Umbrellas can cover a multitude of political sins
THERE is nothing more sinister than people with umbrellas. Georgi Markov, a Bulgarian dissident who defected to the West in 1969, poured scorn from exile on the regime that once persecuted him. On September 7 1978, at a bus stop close to London’s Waterloo Bridge, Markov felt a sting in his leg. He turned to see a man hurrying away with an umbrella. A micro-engineered pellet, containing the poison ricin, had been injected into his thigh from the umbrella’s tip. Within three days, he was dead.
Fictional villains have added to the umbrella’s ghoulish reputation.
Batman’s long-standing adversary, the Penguin, was a wobbling, waddling, hoodlum, who never left his lair without an umbrella. The Penguin’s umbrella was more than a rain-repelling accessory: it could fire bullets, double as a bullet-proof shield, or expel toxic gases. It could even serve as a parachute.
A more sympathetic parasol-wielding vigilante featured as the arch-villain in a long-running Thabo Mbeki-era miniseries, Fiscal Judge Dredd (recently revived as Planning Man).
Portrayed by Bollywood heartthrob Trevor Manuel, this imposing “Master of the Future” was an adversary of, well, more or less everybody. He also nursed inner demons. In a notorious 2007 horror flick called Polokwane!, Fiscal Judge Dredd ran amok, berating photographers and trying to attack a journalist with his neo-liberal golfing umbrella.
Now South African opposition politicians have “umbrella fever” once again as a result of Saturday’s launch by Mamphela Ramphele of a fictional political party called Agang SA.
Democratic Alliance (DA) activists believe that apartheid was wrong; but they also believe that somebody else was responsible for it. (They are not quite sure who.) Meanwhile, African citizens are disinclined to vote for a party that is willfully forgetful about history. DA leaders therefore need shielding from the black historical chickens that may come home to roost on election day. Could Ramphele, they wonder, pull a chicken-repellent umbrella out from under one of her hats?
The need for such an accessory was first identified by United Democratic Movement leader Bantu Holomisa, who observed long ago that only an opposition “umbrella body” could counter a dominant African National Congress.

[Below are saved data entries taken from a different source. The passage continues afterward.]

//! User configuration loaded from `config.toml`.

use std::fs;
use std::io::ErrorKind;
use std::path::{Path, PathBuf};

use serde::Deserialize;

use crate::lifecycle::DEFAULT_RECORD_TYPE;

/// Upper bound on `recent_limit`.
pub const MAX_RECENT_LIMIT: usize = 50;

/// Errors that can occur while loading configuration.
#[derive(Debug, thiserror::Error)]
pub enum ConfigError {
    /// The config file exists but could not be read.
    #[error("I/O error: {0}")]
    Io(#[from] std::io::Error),

    /// The config file is not valid TOML or has the wrong shape.
    #[error("TOML error: {0}")]
    Toml(#[from] toml::de::Error),

    /// The config parsed but a value is out of range.
    #[error("invalid config: {0}")]
    Invalid(String),

    /// The platform does not provide a config directory.
    #[error("could not determine XDG config directory")]
    NoConfigDir,
}

/// Settings for the intake form and its host.
#[derive(Debug, Clone, Deserialize, PartialEq, Eq)]
#[serde(rename_all = "snake_case", deny_unknown_fields)]
pub struct IntakeConfig {
    /// Number of rows requested from the recent list.
    #[serde(default = "default_recent_limit")]
    pub recent_limit: usize,
    /// Record type handed to the router on navigation.
    #[serde(default = "default_record_type")]
    pub record_type: String,
    /// Refresh the recent list after each successful create.
    #[serde(default = "default_true")]
    pub refresh_after_create: bool,
    /// `tracing` filter directive used when `RUST_LOG` is unset.
    #[serde(default = "default_log_filter")]
    pub log_filter: String,
    /// Overrides the data directory for the request store and log file.
    #[serde(default)]
    pub data_dir: Option<PathBuf>,
}

fn default_recent_limit() -> usize {
    5
}

fn default_record_type() -> String {
    DEFAULT_RECORD_TYPE.to_string()
}

fn default_true() -> bool {
    true
}

fn default_log_filter() -> String {
    "info".to_string()
}

impl Default for IntakeConfig {
    fn default() -> Self {
        Self {
            recent_limit: default_recent_limit(),
            record_type: default_record_type(),
            refresh_after_create: true,
            log_filter: default_log_filter(),
            data_dir: None,
        }
    }
}

impl IntakeConfig {
    /// Loads `~/.config/intake/config.toml`, falling back to defaults when the
    /// file does not exist.
    pub fn load() -> Result<Self, ConfigError> {
        let config_dir = dirs::config_dir().ok_or(ConfigError::NoConfigDir)?;
        Self::load_or_default(config_dir.join("intake").join("config.toml"))
    }

    /// Loads the given file, or returns defaults if it does not exist.
    pub fn load_or_default(path: impl AsRef<Path>) -> Result<Self, ConfigError> {
        match fs::read_to_string(path.as_ref()) {
            Ok(raw) => Self::from_toml_str(&raw),
            Err(e) if e.kind() == ErrorKind::NotFound => Ok(Self::default()),
            Err(e) => Err(e.into()),
        }
    }

    /// Parses and validates configuration from a TOML string.
    pub fn from_toml_str(raw: &str) -> Result<Self, ConfigError> {
        let config: Self = toml::from_str(raw)?;
        config.validate()?;
        Ok(config)
    }

    fn validate(&self) -> Result<(), ConfigError> {
        if !(1..=MAX_RECENT_LIMIT).contains(&self.recent_limit) {
            return Err(ConfigError::Invalid(format!(
                "recent_limit must be between 1 and {MAX_RECENT_LIMIT}, got {}",
                self.recent_limit
            )));
        }
        if self.record_type.trim().is_empty() {
            return Err(ConfigError::Invalid(
                "record_type cannot be empty".to_string(),
            ));
        }
        Ok(())
    }
}
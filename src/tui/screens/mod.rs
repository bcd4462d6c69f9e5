//! TUI screen implementations.

pub mod help;
pub mod record;
pub mod request_form;

pub use help::{HelpState, draw_help};
pub use record::{RecordLoad, RecordScreen, draw_record};
pub use request_form::{RequestFormScreen, draw_request_form};
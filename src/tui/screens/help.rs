//! Help screen: scrollable keybinding reference.

use crossterm::event::{KeyCode, KeyEvent};
use ratatui::Frame;
use ratatui::layout::{Constraint, Layout, Rect};
use ratatui::style::{Color, Modifier, Style};
use ratatui::text::{Line, Span};
use ratatui::widgets::{Block, Borders, Paragraph};

use crate::tui::action::Action;
use crate::tui::app::Screen;

static FORM_KEYS: &[(&str, &str)] = &[
    ("Tab / Shift-Tab", "next / prev field"),
    ("←/→, Space", "cycle priority"),
    ("l / m / h", "pick priority (priority field)"),
    ("Enter", "submit request"),
    ("Ctrl+L", "clear the form"),
    ("Esc", "dismiss error notice; otherwise quit"),
    ("F1", "help"),
];

static SUCCESS_KEYS: &[(&str, &str)] = &[
    ("v", "view created record"),
    ("n", "create another request"),
];

static RECENT_KEYS: &[(&str, &str)] = &[
    ("↑/↓", "select recent request"),
    ("Ctrl+O", "open selected request"),
    ("Ctrl+R", "refresh recent requests"),
];

static RECORD_KEYS: &[(&str, &str)] = &[("q / Esc", "back to form")];

static HELP_KEYS: &[(&str, &str)] = &[("↑/↓", "scroll"), ("q / Esc", "back")];

/// State for the help screen.
#[derive(Debug, Clone)]
pub struct HelpState {
    scroll: u16,
    origin: Screen,
}

impl Default for HelpState {
    fn default() -> Self {
        Self::new()
    }
}

impl HelpState {
    /// Creates a new [`HelpState`] scrolled to the top, returning to the form.
    pub fn new() -> Self {
        Self {
            scroll: 0,
            origin: Screen::RequestForm,
        }
    }

    /// Returns the current scroll offset.
    pub fn scroll(&self) -> u16 {
        self.scroll
    }

    /// Returns the screen that opened help.
    pub fn origin(&self) -> Screen {
        self.origin
    }

    /// Sets the screen to return to when help is dismissed.
    pub fn set_origin(&mut self, screen: Screen) {
        self.origin = screen;
    }

    /// Resets the scroll position to the top.
    pub fn reset(&mut self) {
        self.scroll = 0;
    }

    /// Handles a key event, returning an [`Action`] for the app to apply.
    pub fn handle_key(&mut self, key: KeyEvent) -> Action {
        match key.code {
            KeyCode::Up => {
                self.scroll = self.scroll.saturating_sub(1);
                Action::None
            }
            KeyCode::Down => {
                self.scroll = self.scroll.saturating_add(1);
                Action::None
            }
            KeyCode::Char('q') | KeyCode::Esc => Action::Navigate(self.origin),
            _ => Action::None,
        }
    }
}

fn build_section(title: &'static str, keys: &[(&'static str, &'static str)]) -> Vec<Line<'static>> {
    let header_style = Style::default()
        .fg(Color::Cyan)
        .add_modifier(Modifier::BOLD);
    let key_style = Style::default().fg(Color::Yellow);
    let dim_style = Style::default().fg(Color::DarkGray);

    let mut lines = vec![
        Line::from(""),
        Line::from(Span::styled(title, header_style)),
    ];
    for (key, desc) in keys {
        lines.push(Line::from(vec![
            Span::styled(format!("  {key:<20}"), key_style),
            Span::styled(*desc, dim_style),
        ]));
    }
    lines
}

fn help_content() -> Vec<Line<'static>> {
    [
        ("Request Form", FORM_KEYS),
        ("After Creating", SUCCESS_KEYS),
        ("Recent Requests", RECENT_KEYS),
        ("Record", RECORD_KEYS),
        ("Help", HELP_KEYS),
    ]
    .into_iter()
    .flat_map(|(title, keys)| build_section(title, keys))
    .collect()
}

/// Renders the help screen.
#[mutants::skip]
pub fn draw_help(state: &HelpState, frame: &mut Frame, area: Rect) {
    let block = Block::default()
        .title(" Help ")
        .borders(Borders::ALL)
        .border_style(Style::default().fg(Color::Cyan));

    let inner = block.inner(area);
    frame.render_widget(block, area);

    let [content_area, footer_area] =
        Layout::vertical([Constraint::Min(0), Constraint::Length(1)]).areas(inner);

    let content_lines = help_content();
    let total = content_lines.len() as u16;
    let height = content_area.height;
    let capped_scroll = state.scroll().min(total.saturating_sub(height));

    let paragraph = Paragraph::new(content_lines).scroll((capped_scroll, 0));
    frame.render_widget(paragraph, content_area);

    let footer =
        Paragraph::new("↑/↓: scroll  q/Esc: back").style(Style::default().fg(Color::DarkGray));
    frame.render_widget(footer, footer_area);
}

Two clues about the umbrella’s potential size and pattern were revealed in Ramphele’s address to the Cape Town Press Club on Wednesday.
First, her promise to “unveil” her policy platform during Saturday’s launch said a lot about the so-called party’s character.
Unlike real political parties — which argue about policy, fight over candidate lists, and elect leaders — Agang (according to its website) wants to put “citizens … at the centre of public life” by “having conversations across the country, to understand people’s needs and expectations for the future”.
Ramphele’s soon to be “unveiled” leadership team is probably made up of Mbeki acolytes. Associates of Moeletsi Mbeki’s Foundation for Global Dialogue helped set up the party. Pro-Mbeki intellectuals, and businesspeople who made money doing business with the Mbeki-era state, are likely to become funders. Agang will aim to cannibalise the electoral carcass of the Mbeki-aligned Congress of the People.
Second, Ramphele told the Press Club that, in certain petitions to the Independent Electoral Commission, her party would be “working as a team” with the DA. “Working as a team”, of course, could go much further than this.
The Agang life-president claimed earlier this year that the DA and Agang could form a “mutual umbrella”. As a result of her close personal relationship with DA leader Helen Zille, an informal deal might already have been struck.
Perhaps Ramphele has consented to serve as the black front for a DA-controlled opposition alliance? Such an agreement might look like a clever way to dig the DA out of its racial hole; but it is unlikely, in the end, to win over many African voters.
• Butler teaches politics at the University of Cape Town.